What to produce
Lines of the data that contain the word "GuardDuty" are the ones to copy.

Recorded information
================================

//! Integration tests for batch dispatch.
//!
//! These drive whole events through the dispatcher against the recording
//! `MockGateway`, checking the order and content of remote calls.

use pretty_assertions::assert_eq;
use reflex_core::gateway::{DescribeInstancesOutput, GatewayCall};
use reflex_core::registry::{C2_ACTIVITY, C2_DNS_ACTIVITY};
use reflex_core::{
    ConfigResolver, ContainmentConfig, DispatchResponse, DispatchSummary, Dispatcher,
    FindingBatch, HandlerRegistry, LockReleasePolicy, MockGateway, ParameterCache, ResourceTag,
    StaticParameterSource, WorkflowContext,
};
use serde_json::{Value, json};
use std::sync::Arc;

const QUARANTINE_PARAM: &str = "/reflex/quarantine-security-group-id";
const CHANNEL_PARAM: &str = "/reflex/forensics-topic-arn";

fn raw_finding(finding_type: &str, id: &str, instance_id: &str) -> Value {
    json!({
        "Type": finding_type,
        "Id": id,
        "Resource": {"InstanceDetails": {"InstanceId": instance_id}},
        "Service": {
            "Action": {
                "NetworkConnectionAction": {
                    "RemoteIpDetails": {"IpAddressV4": "198.51.100.10"}
                }
            }
        }
    })
}

fn event(findings: Vec<Value>) -> Value {
    json!({
        "version": "0",
        "detail-type": "GuardDuty Finding",
        "detail": {"service": {"additionalInfo": {"findings": findings}}}
    })
}

fn full_parameters() -> Arc<StaticParameterSource> {
    Arc::new(
        StaticParameterSource::default()
            .with(QUARANTINE_PARAM, "quarantine-group")
            .with(CHANNEL_PARAM, "arn:aws:sns:us-east-1:111122223333:ForensicsTeamTopic"),
    )
}

fn dispatcher(
    gateway: Arc<MockGateway>,
    parameters: Arc<StaticParameterSource>,
    policy: LockReleasePolicy,
) -> Dispatcher {
    let containment = ContainmentConfig {
        lock_release: policy,
        ..ContainmentConfig::default()
    };
    let resolver = ConfigResolver::new(parameters, Arc::new(ParameterCache::new()));
    Dispatcher::new(
        HandlerRegistry::with_defaults(),
        WorkflowContext::new(gateway, resolver, containment),
    )
}

async fn run(dispatcher: &Dispatcher, findings: Vec<Value>) -> (DispatchResponse, DispatchSummary) {
    let batch = FindingBatch::from_event(&event(findings)).unwrap();
    dispatcher.dispatch_with_summary(&batch).await
}

#[tokio::test]
async fn c2_finding_runs_full_containment_in_order() {
    let gateway = Arc::new(
        MockGateway::new()
            .with_volume("i-1", "vol-1")
            .with_snapshot_id("snap-55555"),
    );
    let dispatcher = dispatcher(gateway.clone(), full_parameters(), LockReleasePolicy::Retain);

    let (response, summary) = run(&dispatcher, vec![raw_finding(C2_ACTIVITY, "F1", "i-1")]).await;

    assert_eq!(response, DispatchResponse::complete());
    assert_eq!(summary.completed, 1);

    let calls = gateway.calls().await;
    assert_eq!(
        calls[..5].to_vec(),
        vec![
            GatewayCall::DescribeTags {
                resource_id: "i-1".into(),
                key: "reflex:remediation-in-progress".into(),
            },
            GatewayCall::CreateTags {
                resource_id: "i-1".into(),
                tags: vec![ResourceTag::new("reflex:remediation-in-progress", "true")],
            },
            GatewayCall::ModifyNetworkMembership {
                resource_id: "i-1".into(),
                groups: vec!["quarantine-group".into()],
            },
            GatewayCall::DescribeResource {
                resource_id: "i-1".into(),
            },
            GatewayCall::CreateSnapshot {
                volume_id: "vol-1".into(),
                description: "Forensic snapshot for instance i-1 from GuardDuty finding F1".into(),
            },
        ]
    );
    assert_eq!(
        calls[5],
        GatewayCall::TerminateResource {
            resource_id: "i-1".into()
        }
    );
    match &calls[6] {
        GatewayCall::PublishMessage {
            channel,
            subject,
            body,
        } => {
            assert_eq!(
                channel,
                "arn:aws:sns:us-east-1:111122223333:ForensicsTeamTopic"
            );
            assert_eq!(subject, "Automated C2 Response for Instance i-1");
            assert!(body.contains("Finding Type: Backdoor:EC2/C&CActivity.B"));
            assert!(body.contains("2. Forensic snapshot created: snap-55555"));
        }
        other => panic!("expected publish-message, got {other:?}"),
    }
    assert_eq!(calls.len(), 7);
}

#[tokio::test]
async fn missing_block_device_mapping_halts_for_manual_intervention() {
    let gateway = Arc::new(
        MockGateway::new().with_description(
            serde_json::from_value::<DescribeInstancesOutput>(json!({
                "Reservations": [{"Instances": [{"InstanceId": "i-1", "BlockDeviceMappings": []}]}]
            }))
            .unwrap(),
        ),
    );
    let dispatcher = dispatcher(gateway.clone(), full_parameters(), LockReleasePolicy::Retain);

    let (response, summary) = run(&dispatcher, vec![raw_finding(C2_ACTIVITY, "F1", "i-1")]).await;

    assert_eq!(response.status_code, 200);
    assert_eq!(summary.manual_intervention, 1);
    assert_eq!(gateway.count("terminate-resource").await, 0);
    assert_eq!(gateway.count("publish-message").await, 0);
    assert_eq!(gateway.count("modify-network-membership").await, 1);
}

#[tokio::test]
async fn mixed_batch_is_processed_to_the_end() {
    let gateway = Arc::new(
        MockGateway::new()
            .with_volume("i-3", "vol-3")
            .with_tag("i-2", ResourceTag::new("reflex:remediation-in-progress", "true")),
    );
    let dispatcher = dispatcher(gateway.clone(), full_parameters(), LockReleasePolicy::Retain);

    let malformed = json!({
        "Type": C2_ACTIVITY,
        "Id": "F-bad",
        "Resource": {"InstanceDetails": {}}
    });
    let findings = vec![
        raw_finding("Recon:EC2/PortProbeUnprotectedPort", "F0", "i-0"),
        malformed,
        json!({"Id": "no-type"}),
        raw_finding(C2_ACTIVITY, "F2", "i-2"),
        raw_finding(C2_DNS_ACTIVITY, "F3", "i-3"),
    ];

    let (response, summary) = run(&dispatcher, findings).await;

    assert_eq!(response, DispatchResponse::complete());
    assert_eq!(
        summary,
        DispatchSummary {
            received: 5,
            parse_failures: 2,
            unhandled: 1,
            construction_failures: 0,
            completed: 1,
            skipped_lock_held: 1,
            skipped_lock_check_failed: 0,
            manual_intervention: 0,
            failed: 0,
        }
    );

    // Only the DNS finding on i-3 reached the destructive steps.
    let terminated: Vec<GatewayCall> = gateway
        .calls()
        .await
        .into_iter()
        .filter(|c| c.operation() == "terminate-resource")
        .collect();
    assert_eq!(
        terminated,
        vec![GatewayCall::TerminateResource {
            resource_id: "i-3".into()
        }]
    );
}

#[tokio::test]
async fn gateway_failure_does_not_stop_sibling_findings() {
    let gateway = Arc::new(
        MockGateway::new()
            .with_volume("i-1", "vol-1")
            .failing("publish-message"),
    );
    let dispatcher = dispatcher(
        gateway.clone(),
        full_parameters(),
        LockReleasePolicy::ClearOnFailure,
    );

    let (response, summary) = run(
        &dispatcher,
        vec![
            raw_finding(C2_ACTIVITY, "F1", "i-1"),
            raw_finding(C2_ACTIVITY, "F2", "i-2"),
        ],
    )
    .await;

    assert_eq!(response, DispatchResponse::complete());
    assert_eq!(summary.failed, 2);
    assert_eq!(gateway.count("terminate-resource").await, 2);
    assert_eq!(gateway.count("delete-tags").await, 2);
    assert!(gateway.tags_of("i-1").await.is_empty());
}

#[tokio::test]
async fn lock_check_failure_is_counted_separately() {
    let gateway = Arc::new(MockGateway::new().failing("describe-tags"));
    let dispatcher = dispatcher(gateway.clone(), full_parameters(), LockReleasePolicy::Retain);

    let (_, summary) = run(&dispatcher, vec![raw_finding(C2_ACTIVITY, "F1", "i-1")]).await;

    assert_eq!(summary.skipped_lock_check_failed, 1);
    assert_eq!(summary.skipped_lock_held, 0);
    assert_eq!(gateway.operations().await, vec!["describe-tags"]);
}

#[tokio::test]
async fn missing_parameter_fails_construction_without_side_effects() {
    let gateway = Arc::new(MockGateway::new().with_volume("i-1", "vol-1"));
    let parameters = Arc::new(StaticParameterSource::default().with(QUARANTINE_PARAM, "sg-q"));
    let dispatcher = dispatcher(gateway.clone(), parameters, LockReleasePolicy::Retain);

    let (response, summary) = run(
        &dispatcher,
        vec![
            raw_finding(C2_ACTIVITY, "F1", "i-1"),
            raw_finding(C2_DNS_ACTIVITY, "F2", "i-1"),
        ],
    )
    .await;

    assert_eq!(response.status_code, 200);
    assert_eq!(summary.construction_failures, 2);
    assert!(gateway.calls().await.is_empty());
}

#[tokio::test]
async fn parameters_are_fetched_once_per_process() {
    let gateway = Arc::new(MockGateway::new().with_volume("i-1", "vol-1"));
    let parameters = full_parameters();
    let dispatcher = dispatcher(gateway.clone(), parameters.clone(), LockReleasePolicy::Retain);

    run(
        &dispatcher,
        vec![
            raw_finding(C2_ACTIVITY, "F1", "i-1"),
            raw_finding(C2_DNS_ACTIVITY, "F2", "i-2"),
        ],
    )
    .await;
    run(&dispatcher, vec![raw_finding(C2_ACTIVITY, "F3", "i-3")]).await;

    // Two parameters, each fetched exactly once across both batches.
    assert_eq!(parameters.fetch_count(), 2);
}

#[tokio::test]
async fn duplicate_finding_in_one_batch_is_deduplicated_by_lock() {
    let gateway = Arc::new(MockGateway::new().with_volume("i-1", "vol-1"));
    let dispatcher = dispatcher(gateway.clone(), full_parameters(), LockReleasePolicy::Retain);

    let (_, summary) = run(
        &dispatcher,
        vec![
            raw_finding(C2_ACTIVITY, "F1", "i-1"),
            raw_finding(C2_DNS_ACTIVITY, "F1-dns", "i-1"),
        ],
    )
    .await;

    assert_eq!(summary.completed, 1);
    assert_eq!(summary.skipped_lock_held, 1);
    assert_eq!(gateway.count("terminate-resource").await, 1);
    assert_eq!(gateway.count("publish-message").await, 1);
}

#[tokio::test]
async fn event_without_findings_is_rejected_before_dispatch() {
    let err = FindingBatch::from_event(&json!({"detail": {"service": {}}})).unwrap_err();
    assert!(err.to_string().contains("additionalInfo/findings"));
}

================================

The completed task
        "detail-type": "GuardDuty Finding",
                description: "Forensic snapshot for instance i-1 from GuardDuty finding F1".into(),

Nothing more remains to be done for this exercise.